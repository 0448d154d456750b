use anyhow::{Context, Result};

use super::database::Database;
use crate::models::UserPreferences;
use crate::providers::registry;

#[derive(Debug, Clone)]
pub struct PreferencesService {
    db: Database,
}

impl PreferencesService {
    pub fn new(db: Database) -> Self {
        Self { db }
    }

    /// Stored preferences, or the defaults when none are saved or the
    /// stored value no longer parses.
    pub async fn load(&self, user_id: &str) -> Result<UserPreferences> {
        match self.db.get_preferences(user_id).await? {
            Some(json) => Ok(serde_json::from_str(&json).unwrap_or_else(|e| {
                tracing::warn!(user_id, "discarding unreadable preferences: {}", e);
                UserPreferences::default()
            })),
            None => Ok(UserPreferences::default()),
        }
    }

    pub async fn save(&self, user_id: &str, prefs: &UserPreferences) -> Result<()> {
        let json = serde_json::to_string(prefs).context("Failed to encode preferences")?;
        self.db.set_preferences(user_id, &json).await
    }
}

pub fn is_enabled(prefs: &UserPreferences, model_id: &str) -> bool {
    match &prefs.enabled_models {
        Some(ids) => ids.iter().any(|id| id == model_id),
        None => true,
    }
}

/// Ids in `enabled_models` that are not in the model table.
pub fn unknown_models(prefs: &UserPreferences) -> Vec<String> {
    prefs
        .enabled_models
        .iter()
        .flatten()
        .filter(|id| registry::find_model(id).is_none())
        .cloned()
        .collect()
}

/// System prompt with the user's persona details appended.
pub fn personalize_prompt(base: &str, prefs: &UserPreferences) -> String {
    let mut lines = Vec::new();
    if let Some(name) = prefs.persona_name.as_deref().filter(|s| !s.trim().is_empty()) {
        lines.push(format!("The user would like to be called {}.", name.trim()));
    }
    if let Some(occupation) = prefs.occupation.as_deref().filter(|s| !s.trim().is_empty()) {
        lines.push(format!("The user works as: {}.", occupation.trim()));
    }
    if !prefs.traits.is_empty() {
        lines.push(format!("Respond with these traits: {}.", prefs.traits.join(", ")));
    }
    if let Some(info) = prefs.additional_info.as_deref().filter(|s| !s.trim().is_empty()) {
        lines.push(format!("Additional context about the user: {}", info.trim()));
    }

    if lines.is_empty() {
        base.to_string()
    } else {
        format!("{}\n\n{}", base, lines.join("\n"))
    }
}
use async_trait::async_trait;
use base64::Engine;
use reqwest::Client;
use tokio::sync::mpsc;

use super::models::*;
use crate::models::{ProviderId, Role};
use crate::providers::traits::AiProvider;
use crate::providers::types::*;

const DEFAULT_BASE_URL: &str = "https://generativelanguage.googleapis.com/v1beta";

pub struct GoogleProvider {
    client: Client,
}

impl GoogleProvider {
    pub fn new(client: Client) -> Self {
        Self { client }
    }

    fn base_url(custom: Option<&str>) -> &str {
        custom.unwrap_or(DEFAULT_BASE_URL).trim_end_matches('/')
    }

    fn parse_error_message(status: reqwest::StatusCode, body: &str) -> String {
        if let Ok(parsed) = serde_json::from_str::<GeminiErrorResponse>(body) {
            if let Some(msg) = parsed.error.message {
                return format!("HTTP {}: {}", status.as_u16(), msg);
            }
        }
        format!("HTTP {}: Request failed", status.as_u16())
    }

    fn build_request(request: &ChatRequest) -> GeminiRequest {
        let mut system_parts: Vec<GeminiPart> = request
            .system_prompt
            .iter()
            .filter(|p| !p.is_empty())
            .map(GeminiPart::text)
            .collect();
        let mut contents = Vec::new();

        for msg in &request.messages {
            let role = match msg.role {
                Role::System => {
                    if !msg.content.is_empty() {
                        system_parts.push(GeminiPart::text(msg.content.clone()));
                    }
                    continue;
                }
                Role::User => "user",
                Role::Assistant => "model",
            };

            // Images first, then text
            let mut parts: Vec<GeminiPart> = msg
                .images
                .iter()
                .map(|img| GeminiPart {
                    text: None,
                    inline_data: Some(GeminiInlineData {
                        mime_type: img.mime_type.clone(),
                        data: base64::engine::general_purpose::STANDARD.encode(&img.data),
                    }),
                })
                .collect();
            if !msg.content.is_empty() || parts.is_empty() {
                parts.push(GeminiPart::text(msg.content.clone()));
            }

            contents.push(GeminiContent {
                role: role.to_string(),
                parts,
            });
        }

        let system_instruction = (!system_parts.is_empty()).then(|| GeminiContent {
            role: "user".to_string(),
            parts: system_parts,
        });

        let generation_config = (request.temperature.is_some() || request.max_tokens.is_some())
            .then(|| GeminiGenerationConfig {
                temperature: request.temperature,
                max_output_tokens: request.max_tokens,
            });

        GeminiRequest {
            contents,
            system_instruction,
            generation_config,
        }
    }

    async fn post(&self, url: &str, request: &ChatRequest) -> Result<reqwest::Response, ProviderError> {
        let body = Self::build_request(request);

        let response = self
            .client
            .post(url)
            .header("x-goog-api-key", &request.api_key)
            .json(&body)
            .send()
            .await
            .map_err(|e| ProviderError::NetworkError(e.to_string()))?;

        let status = response.status();
        if status.is_success() {
            return Ok(response);
        }

        let retry_after = response.headers().get("retry-after").cloned();
        let text = response.text().await.unwrap_or_default();
        let message = Self::parse_error_message(status, &text);

        // An invalid key comes back as 400 INVALID_ARGUMENT.
        if text.contains("API_KEY_INVALID") || text.contains("API key not valid") {
            return Err(ProviderError::AuthError(message));
        }
        Err(ProviderError::from_status(status, retry_after.as_ref(), message))
    }
}

#[async_trait]
impl AiProvider for GoogleProvider {
    fn provider_id(&self) -> ProviderId {
        ProviderId::Google
    }

    async fn send_message(&self, request: ChatRequest) -> Result<ChatResponse, ProviderError> {
        let url = format!(
            "{}/models/{}:generateContent",
            Self::base_url(request.base_url.as_deref()),
            request.model
        );

        let response = self.post(&url, &request).await?;

        let gemini_response: GeminiResponse = response
            .json()
            .await
            .map_err(|e| ProviderError::InvalidResponse(e.to_string()))?;

        if let Some(error) = &gemini_response.error {
            return Err(ProviderError::RequestFailed(
                error.message.clone().unwrap_or_else(|| "Unknown error".to_string()),
            ));
        }

        let content = gemini_response
            .text()
            .ok_or_else(|| ProviderError::InvalidResponse("No content in response".to_string()))?;

        let (tokens_in, tokens_out) = gemini_response
            .usage_metadata
            .map(|u| (u.prompt_token_count, u.candidates_token_count))
            .unwrap_or((None, None));

        Ok(ChatResponse {
            content,
            model: request.model,
            tokens_in,
            tokens_out,
        })
    }

    async fn stream_message(
        &self,
        request: ChatRequest,
        tx: mpsc::Sender<StreamEvent>,
    ) -> Result<(), ProviderError> {
        use super::stream::parse_sse_stream;

        let url = format!(
            "{}/models/{}:streamGenerateContent?alt=sse",
            Self::base_url(request.base_url.as_deref()),
            request.model
        );

        let response = self.post(&url, &request).await?;

        parse_sse_stream(response.bytes_stream(), tx).await;

        Ok(())
    }
}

▬▬▬▬▬▬▬▬▬▬

Every line of the listing should be printed again exactly.

repository 0448d154d456750b
use anyhow::{Context, Result};

use super::database::Database;
use crate::models::UserPreferences;
use crate::providers::registry;

#[derive(Debug, Clone)]
pub struct PreferencesService {
    db: Database,
}

impl PreferencesService {
    pub fn new(db: Database) -> Self {
        Self { db }
    }

    /// Stored preferences, or the defaults when none are saved or the
    /// stored value no longer parses.
    pub async fn load(&self, user_id: &str) -> Result<UserPreferences> {
        match self.db.get_preferences(user_id).await? {
            Some(json) => Ok(serde_json::from_str(&json).unwrap_or_else(|e| {
                tracing::warn!(user_id, "discarding unreadable preferences: {}", e);
                UserPreferences::default()
            })),
            None => Ok(UserPreferences::default()),
        }
    }

    pub async fn save(&self, user_id: &str, prefs: &UserPreferences) -> Result<()> {
        let json = serde_json::to_string(prefs).context("Failed to encode preferences")?;
        self.db.set_preferences(user_id, &json).await
    }
}

pub fn is_enabled(prefs: &UserPreferences, model_id: &str) -> bool {
    match &prefs.enabled_models {
        Some(ids) => ids.iter().any(|id| id == model_id),
        None => true,
    }
}

/// Ids in `enabled_models` that are not in the model table.
pub fn unknown_models(prefs: &UserPreferences) -> Vec<String> {
    prefs
        .enabled_models
        .iter()
        .flatten()
        .filter(|id| registry::find_model(id).is_none())
        .cloned()
        .collect()
}

/// System prompt with the user's persona details appended.
pub fn personalize_prompt(base: &str, prefs: &UserPreferences) -> String {
    let mut lines = Vec::new();
    if let Some(name) = prefs.persona_name.as_deref().filter(|s| !s.trim().is_empty()) {
        lines.push(format!("The user would like to be called {}.", name.trim()));
    }
    if let Some(occupation) = prefs.occupation.as_deref().filter(|s| !s.trim().is_empty()) {
        lines.push(format!("The user works as: {}.", occupation.trim()));
    }
    if !prefs.traits.is_empty() {
        lines.push(format!("Respond with these traits: {}.", prefs.traits.join(", ")));
    }
    if let Some(info) = prefs.additional_info.as_deref().filter(|s| !s.trim().is_empty()) {
        lines.push(format!("Additional context about the user: {}", info.trim()));
    }

    if lines.is_empty() {
        base.to_string()
    } else {
        format!("{}\n\n{}", base, lines.join("\n"))
    }
}
use async_trait::async_trait;
use base64::Engine;
use reqwest::Client;
use tokio::sync::mpsc;

use super::models::*;
use crate::models::{ProviderId, Role};
use crate::providers::traits::AiProvider;
use crate::providers::types::*;

const DEFAULT_BASE_URL: &str = "https://generativelanguage.googleapis.com/v1beta";

pub struct GoogleProvider {
    client: Client,
}

impl GoogleProvider {
    pub fn new(client: Client) -> Self {
        Self { client }
    }

    fn base_url(custom: Option<&str>) -> &str {
        custom.unwrap_or(DEFAULT_BASE_URL).trim_end_matches('/')
    }

    fn parse_error_message(status: reqwest::StatusCode, body: &str) -> String {
        if let Ok(parsed) = serde_json::from_str::<GeminiErrorResponse>(body) {
            if let Some(msg) = parsed.error.message {
                return format!("HTTP {}: {}", status.as_u16(), msg);
            }
        }
        format!("HTTP {}: Request failed", status.as_u16())
    }

    fn build_request(request: &ChatRequest) -> GeminiRequest {
        let mut system_parts: Vec<GeminiPart> = request
            .system_prompt
            .iter()
            .filter(|p| !p.is_empty())
            .map(GeminiPart::text)
            .collect();
        let mut contents = Vec::new();

        for msg in &request.messages {
            let role = match msg.role {
                Role::System => {
                    if !msg.content.is_empty() {
                        system_parts.push(GeminiPart::text(msg.content.clone()));
                    }
                    continue;
                }
                Role::User => "user",
                Role::Assistant => "model",
            };

            // Images first, then text
            let mut parts: Vec<GeminiPart> = msg
                .images
                .iter()
                .map(|img| GeminiPart {
                    text: None,
                    inline_data: Some(GeminiInlineData {
                        mime_type: img.mime_type.clone(),
                        data: base64::engine::general_purpose::STANDARD.encode(&img.data),
                    }),
                })
                .collect();
            if !msg.content.is_empty() || parts.is_empty() {
                parts.push(GeminiPart::text(msg.content.clone()));
            }

            contents.push(GeminiContent {
                role: role.to_string(),
                parts,
            });
        }

        let system_instruction = (!system_parts.is_empty()).then(|| GeminiContent {
            role: "user".to_string(),
            parts: system_parts,
        });

        let generation_config = (request.temperature.is_some() || request.max_tokens.is_some())
            .then(|| GeminiGenerationConfig {
                temperature: request.temperature,
                max_output_tokens: request.max_tokens,
            });

        GeminiRequest {
            contents,
            system_instruction,
            generation_config,
        }
    }

    async fn post(&self, url: &str, request: &ChatRequest) -> Result<reqwest::Response, ProviderError> {
        let body = Self::build_request(request);

        let response = self
            .client
            .post(url)
            .header("x-goog-api-key", &request.api_key)
            .json(&body)
            .send()
            .await
            .map_err(|e| ProviderError::NetworkError(e.to_string()))?;

        let status = response.status();
        if status.is_success() {
            return Ok(response);
        }

        let retry_after = response.headers().get("retry-after").cloned();
        let text = response.text().await.unwrap_or_default();
        let message = Self::parse_error_message(status, &text);

        // An invalid key comes back as 400 INVALID_ARGUMENT.
        if text.contains("API_KEY_INVALID") || text.contains("API key not valid") {
            return Err(ProviderError::AuthError(message));
        }
        Err(ProviderError::from_status(status, retry_after.as_ref(), message))
    }
}

#[async_trait]
impl AiProvider for GoogleProvider {
    fn provider_id(&self) -> ProviderId {
        ProviderId::Google
    }

    async fn send_message(&self, request: ChatRequest) -> Result<ChatResponse, ProviderError> {
        let url = format!(
            "{}/models/{}:generateContent",
            Self::base_url(request.base_url.as_deref()),
            request.model
        );

        let response = self.post(&url, &request).await?;

        let gemini_response: GeminiResponse = response
            .json()
            .await
            .map_err(|e| ProviderError::InvalidResponse(e.to_string()))?;

        if let Some(error) = &gemini_response.error {
            return Err(ProviderError::RequestFailed(
                error.message.clone().unwrap_or_else(|| "Unknown error".to_string()),
            ));
        }

        let content = gemini_response
            .text()
            .ok_or_else(|| ProviderError::InvalidResponse("No content in response".to_string()))?;

        let (tokens_in, tokens_out) = gemini_response
            .usage_metadata
            .map(|u| (u.prompt_token_count, u.candidates_token_count))
            .unwrap_or((None, None));

        Ok(ChatResponse {
            content,
            model: request.model,
            tokens_in,
            tokens_out,
        })
    }

    async fn stream_message(
        &self,
        request: ChatRequest,
        tx: mpsc::Sender<StreamEvent>,
    ) -> Result<(), ProviderError> {
        use super::stream::parse_sse_stream;

        let url = format!(
            "{}/models/{}:streamGenerateContent?alt=sse",
            Self::base_url(request.base_url.as_deref()),
            request.model
        );

        let response = self.post(&url, &request).await?;

        parse_sse_stream(response.bytes_stream(), tx).await;

        Ok(())
    }
}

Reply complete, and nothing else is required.